I should have thought to take a picture.
I couldn’t have felt like I’d said goodbye to my life in Aberystwyth without saying goodbye to Claire, who’s been a huge part of it for, well, almost eight years. She and I got together one evening in my final week, there, to break apart the QFrames (the picture frames full of mementoes from QParty). It was a somewhat emotionally heavy time, but – I suppose – an important part of getting some closure on our break-up, last year: if there was ever going to be a part of me that was perpetually tied to Aberystwyth, it’d be the half-dozen picture frames full of photos and letters and gifts that represented “us” that I was lugging around. Now, I’ve got to find something new with which to furnish the walls of Earth, and my housemates seem keen to help with this mission.
It’s been a long process – saying goodbye to everybody – but at least that’s the Aberystwyth chapter complete. Right: what’s next?
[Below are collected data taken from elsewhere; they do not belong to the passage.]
use actix_web::{HttpResponse, http::StatusCode};
use serde_json::json;
use thiserror::Error;

/// Error taxonomy shared by every core operation.
///
/// Validation, state-conflict and policy errors carry the exact message that
/// is surfaced to the caller. Storage failures are wrapped and answered with
/// a generic 500 so internals never leak. Notifier failures are NOT part of
/// this enum on purpose: sends are fire-and-forget and only logged.
#[derive(Debug, Error)]
pub enum AppError {
    /// Malformed or missing input (start > end, empty fields, bad month).
    #[error("{0}")]
    Validation(String),

    /// Operation violates a lifecycle guard (already punched in/out,
    /// request already processed).
    #[error("{0}")]
    StateConflict(String),

    /// Referenced employee/request/record does not exist.
    #[error("{0} not found.")]
    NotFound(&'static str),

    /// Notice-period or paid-leave-balance rule broken; message names the
    /// specific requirement or shortfall.
    #[error("{0}")]
    PolicyViolation(String),

    /// Caller's role does not allow the operation.
    #[error("{0}")]
    Forbidden(&'static str),

    #[error("Internal server error.")]
    Database(#[from] sqlx::Error),
}

pub type AppResult<T> = Result<T, AppError>;

impl actix_web::ResponseError for AppError {
    fn status_code(&self) -> StatusCode {
        match self {
            AppError::Validation(_)
            | AppError::StateConflict(_)
            | AppError::PolicyViolation(_) => StatusCode::BAD_REQUEST,
            AppError::NotFound(_) => StatusCode::NOT_FOUND,
            AppError::Forbidden(_) => StatusCode::FORBIDDEN,
            AppError::Database(_) => StatusCode::INTERNAL_SERVER_ERROR,
        }
    }

    fn error_response(&self) -> HttpResponse {
        if let AppError::Database(e) = self {
            tracing::error!(error = %e, "Storage failure");
        }

        HttpResponse::build(self.status_code()).json(json!({
            "success": false,
            "message": self.to_string(),
        }))
    }
}

#[cfg(test)]
mod tests {
    use super::*;
    use actix_web::ResponseError;

    #[test]
    fn not_found_renders_entity_name() {
        let err = AppError::NotFound("Leave request");
        assert_eq!(err.to_string(), "Leave request not found.");
        assert_eq!(err.status_code(), StatusCode::NOT_FOUND);
    }

    #[test]
    fn guard_errors_are_bad_requests() {
        let err = AppError::StateConflict("You have already punched in today.".into());
        assert_eq!(err.status_code(), StatusCode::BAD_REQUEST);

        let err = AppError::PolicyViolation("Requested days: 3".into());
        assert_eq!(err.status_code(), StatusCode::BAD_REQUEST);
    }

    #[test]
    fn database_errors_hide_details() {
        let err = AppError::Database(sqlx::Error::RowNotFound);
        assert_eq!(err.to_string(), "Internal server error.");
        assert_eq!(err.status_code(), StatusCode::INTERNAL_SERVER_ERROR);
    }
}
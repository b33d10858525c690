use std::sync::Arc;
use std::time::Duration;

use anyhow::Result;
use futures_util::StreamExt;
use moka::future::Cache;
use once_cell::sync::Lazy;
use sqlx::MySqlPool;

const DIRECTORY_KEY: &str = "active-employees";

/// Short-lived snapshot of the Employee-role directory. Aggregator queries
/// and bulk salary runs hit this instead of re-listing the users table on
/// every request.
static DIRECTORY_CACHE: Lazy<Cache<&'static str, Arc<Vec<u64>>>> = Lazy::new(|| {
    Cache::builder()
        .max_capacity(8)
        .time_to_live(Duration::from_secs(60))
        .build()
});

/// Ids of every currently-existing Employee-role account, ascending.
pub async fn active_employee_ids(pool: &MySqlPool) -> Result<Arc<Vec<u64>>, sqlx::Error> {
    if let Some(ids) = DIRECTORY_CACHE.get(DIRECTORY_KEY).await {
        return Ok(ids);
    }

    let ids = Arc::new(load_ids(pool).await?);
    DIRECTORY_CACHE.insert(DIRECTORY_KEY, ids.clone()).await;
    Ok(ids)
}

async fn load_ids(pool: &MySqlPool) -> Result<Vec<u64>, sqlx::Error> {
    let mut stream =
        sqlx::query_as::<_, (u64,)>("SELECT id FROM users WHERE role = 'Employee' ORDER BY id")
            .fetch(pool);

    let mut ids = Vec::new();
    while let Some(row) = stream.next().await {
        let (id,) = row?;
        ids.push(id);
    }

    Ok(ids)
}

/// Must be called whenever an employee account is created or deleted, so the
/// snapshot never outlives the directory change beyond its TTL.
pub async fn invalidate() {
    DIRECTORY_CACHE.invalidate(DIRECTORY_KEY).await;
}

/// Pre-populate the snapshot at boot.
pub async fn warmup_directory_cache(pool: &MySqlPool) -> Result<()> {
    let ids = active_employee_ids(pool).await?;
    log::info!(
        "Employee directory warmup complete: {} active employees",
        ids.len()
    );
    Ok(())
}
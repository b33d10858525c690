use chrono::{NaiveDate, NaiveDateTime};
use serde::{Deserialize, Serialize};
use strum::{Display, EnumString};
use utoipa::ToSchema;

use crate::error::{AppError, AppResult};
use crate::model::leave_request::LeaveType;

/// Net work time below this (and above zero) closes the day as Half Day.
pub const HALF_DAY_THRESHOLD_MINUTES: i64 = 240;

#[derive(
    Debug, Copy, Clone, Eq, PartialEq, Ord, PartialOrd, Hash, Serialize, Deserialize, Display,
    EnumString, sqlx::Type, ToSchema,
)]
pub enum AttendanceStatus {
    Present,
    Absent,
    Leave,
    #[serde(rename = "Half Day")]
    #[strum(serialize = "Half Day")]
    #[sqlx(rename = "Half Day")]
    HalfDay,
}

/// One attendance row per (employee, calendar day).
///
/// Punch transitions live here as pure methods so the day's state machine can
/// be exercised without storage. Handlers load the row, apply a transition
/// and write the whole row back; the (employee_id, date) unique key keeps the
/// one-row-per-day invariant.
#[derive(Debug, Clone, Serialize, Deserialize, sqlx::FromRow, ToSchema)]
pub struct AttendanceRecord {
    pub id: u64,
    pub employee_id: u64,
    #[schema(example = "2026-08-03", format = "date", value_type = String)]
    pub date: NaiveDate,
    #[schema(format = "date-time", value_type = Option<String>)]
    pub punch_in: Option<NaiveDateTime>,
    #[schema(format = "date-time", value_type = Option<String>)]
    pub lunch_start: Option<NaiveDateTime>,
    #[schema(format = "date-time", value_type = Option<String>)]
    pub lunch_end: Option<NaiveDateTime>,
    #[schema(format = "date-time", value_type = Option<String>)]
    pub punch_out: Option<NaiveDateTime>,
    pub total_break_minutes: i64,
    pub total_work_minutes: i64,
    pub status: AttendanceStatus,
    #[schema(value_type = Option<String>)]
    pub leave_type: Option<LeaveType>,
}

/// Whole minutes between two instants, floor truncated.
fn minutes_between(start: NaiveDateTime, end: NaiveDateTime) -> i64 {
    (end - start).num_minutes()
}

impl AttendanceRecord {
    /// Fresh unsaved row for a day without any punch yet (status Absent
    /// until the first in-event, matching the leave write-through which may
    /// create the row first).
    pub fn blank(employee_id: u64, date: NaiveDate) -> Self {
        Self {
            id: 0,
            employee_id,
            date,
            punch_in: None,
            lunch_start: None,
            lunch_end: None,
            punch_out: None,
            total_break_minutes: 0,
            total_work_minutes: 0,
            status: AttendanceStatus::Absent,
            leave_type: None,
        }
    }

    /// The day is closed once the out-punch is recorded; status and work
    /// minutes are fixed from then on.
    pub fn is_closed(&self) -> bool {
        self.punch_out.is_some()
    }

    pub fn record_punch_in(&mut self, now: NaiveDateTime) -> AppResult<()> {
        if self.punch_in.is_some() {
            return Err(AppError::StateConflict(
                "You have already punched in today.".into(),
            ));
        }
        self.punch_in = Some(now);
        self.status = AttendanceStatus::Present;
        Ok(())
    }

    pub fn record_lunch_start(&mut self, now: NaiveDateTime) -> AppResult<()> {
        if self.punch_in.is_none() {
            return Err(AppError::StateConflict(
                "Please punch in before starting lunch.".into(),
            ));
        }
        if self.lunch_start.is_some() {
            return Err(AppError::StateConflict(
                "Lunch break already started.".into(),
            ));
        }
        self.lunch_start = Some(now);
        Ok(())
    }

    pub fn record_lunch_end(&mut self, now: NaiveDateTime) -> AppResult<()> {
        let Some(lunch_start) = self.lunch_start else {
            return Err(AppError::StateConflict(
                "Lunch break was not started.".into(),
            ));
        };
        if self.lunch_end.is_some() {
            return Err(AppError::StateConflict("Lunch break already ended.".into()));
        }
        self.lunch_end = Some(now);
        self.total_break_minutes += minutes_between(lunch_start, now);
        Ok(())
    }

    /// Closes the day: an open lunch is folded into the break total at the
    /// out-punch instant, then net work minutes and the Present/Half Day
    /// status are fixed.
    pub fn record_punch_out(&mut self, now: NaiveDateTime) -> AppResult<()> {
        let Some(punch_in) = self.punch_in else {
            return Err(AppError::StateConflict(
                "You must punch in before punching out.".into(),
            ));
        };
        if self.punch_out.is_some() {
            return Err(AppError::StateConflict(
                "You have already punched out today.".into(),
            ));
        }

        if let Some(lunch_start) = self.lunch_start {
            if self.lunch_end.is_none() {
                self.lunch_end = Some(now);
                self.total_break_minutes += minutes_between(lunch_start, now);
            }
        }

        self.punch_out = Some(now);
        self.total_work_minutes = minutes_between(punch_in, now) - self.total_break_minutes;
        self.status =
            if self.total_work_minutes > 0 && self.total_work_minutes < HALF_DAY_THRESHOLD_MINUTES {
                AttendanceStatus::HalfDay
            } else {
                AttendanceStatus::Present
            };
        Ok(())
    }
}

#[cfg(test)]
mod tests {
    use super::*;

    fn day() -> NaiveDate {
        NaiveDate::from_ymd_opt(2026, 8, 3).unwrap()
    }

    fn at(hour: u32, min: u32) -> NaiveDateTime {
        day().and_hms_opt(hour, min, 0).unwrap()
    }

    fn record() -> AttendanceRecord {
        AttendanceRecord::blank(7, day())
    }

    #[test]
    fn full_day_with_lunch() {
        let mut rec = record();
        rec.record_punch_in(at(9, 0)).unwrap();
        rec.record_lunch_start(at(13, 0)).unwrap();
        rec.record_lunch_end(at(13, 45)).unwrap();
        rec.record_punch_out(at(18, 0)).unwrap();

        assert_eq!(rec.total_break_minutes, 45);
        // 9h span minus 45min lunch
        assert_eq!(rec.total_work_minutes, 540 - 45);
        assert_eq!(rec.status, AttendanceStatus::Present);
        assert!(rec.is_closed());
    }

    #[test]
    fn second_punch_in_is_rejected_and_state_unchanged() {
        let mut rec = record();
        rec.record_punch_in(at(9, 0)).unwrap();
        let err = rec.record_punch_in(at(9, 5)).unwrap_err();
        assert!(matches!(err, AppError::StateConflict(_)));
        assert_eq!(rec.punch_in, Some(at(9, 0)));
        assert_eq!(rec.status, AttendanceStatus::Present);
    }

    #[test]
    fn lunch_requires_punch_in() {
        let mut rec = record();
        assert!(matches!(
            rec.record_lunch_start(at(12, 0)),
            Err(AppError::StateConflict(_))
        ));
    }

    #[test]
    fn lunch_end_without_start_is_rejected() {
        let mut rec = record();
        rec.record_punch_in(at(9, 0)).unwrap();
        let err = rec.record_lunch_end(at(13, 0)).unwrap_err();
        assert_eq!(err.to_string(), "Lunch break was not started.");
    }

    #[test]
    fn double_lunch_is_rejected() {
        let mut rec = record();
        rec.record_punch_in(at(9, 0)).unwrap();
        rec.record_lunch_start(at(12, 0)).unwrap();
        rec.record_lunch_end(at(12, 30)).unwrap();
        assert!(rec.record_lunch_start(at(15, 0)).is_err());
        assert!(rec.record_lunch_end(at(15, 30)).is_err());
    }

    #[test]
    fn punch_out_auto_closes_open_lunch() {
        let mut rec = record();
        rec.record_punch_in(at(9, 0)).unwrap();
        rec.record_lunch_start(at(13, 0)).unwrap();
        rec.record_punch_out(at(17, 0)).unwrap();

        // Open lunch ran until the out-punch.
        assert_eq!(rec.lunch_end, Some(at(17, 0)));
        assert_eq!(rec.total_break_minutes, 240);
        assert_eq!(rec.total_work_minutes, 480 - 240);
        assert_eq!(rec.status, AttendanceStatus::Present);
    }

    #[test]
    fn short_day_closes_as_half_day() {
        let mut rec = record();
        rec.record_punch_in(at(9, 0)).unwrap();
        rec.record_punch_out(at(12, 59)).unwrap();
        assert_eq!(rec.total_work_minutes, 239);
        assert_eq!(rec.status, AttendanceStatus::HalfDay);
    }

    #[test]
    fn four_hours_exactly_is_a_full_present_day() {
        let mut rec = record();
        rec.record_punch_in(at(9, 0)).unwrap();
        rec.record_punch_out(at(13, 0)).unwrap();
        assert_eq!(rec.total_work_minutes, 240);
        assert_eq!(rec.status, AttendanceStatus::Present);
    }

    #[test]
    fn zero_work_minutes_is_not_a_half_day() {
        let mut rec = record();
        rec.record_punch_in(at(9, 0)).unwrap();
        rec.record_punch_out(at(9, 0)).unwrap();
        assert_eq!(rec.total_work_minutes, 0);
        assert_eq!(rec.status, AttendanceStatus::Present);
    }

    #[test]
    fn punch_out_twice_is_rejected() {
        let mut rec = record();
        rec.record_punch_in(at(9, 0)).unwrap();
        rec.record_punch_out(at(17, 0)).unwrap();
        let err = rec.record_punch_out(at(18, 0)).unwrap_err();
        assert_eq!(err.to_string(), "You have already punched out today.");
        assert_eq!(rec.punch_out, Some(at(17, 0)));
    }

    #[test]
    fn durations_are_floor_truncated_to_whole_minutes() {
        let mut rec = record();
        rec.record_punch_in(day().and_hms_opt(9, 0, 30).unwrap()).unwrap();
        rec.record_punch_out(day().and_hms_opt(17, 0, 15).unwrap()).unwrap();
        // 7h59m45s floors to 479 minutes.
        assert_eq!(rec.total_work_minutes, 479);
    }
}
For the last few days, Strokey Adam’s been visiting, although – owing mostly to schedule conflicts – we didn’t see as much of him as would have been nice. Still, Claire, Matt, Rory, Paul, and Adams both visiting and resident managed to get to a bonfire and barbecue on the beach last night, which was very successful despite the damp weather we’ve had recently. Adam’s promised that his next absence from Aber will be for less than the three years that he’s been away for this time around, and he’ll also be coming to QParty, so that’ll be nice too.
Rory‘s making some more of his delicious-looking all-steak burgers for tomorrow’s barbeque. If you want one (and are willing to pay for the mince!) drop him a comment on his blog.
This evening, I kicked off with a few hobbies I’ve neglected lately, starting brewing some wine and juggling some fire on the beach. It’s amazing how quickly you lose the fitness to juggle clubs effectively if you don’t do it for a year or two. Must get more practice.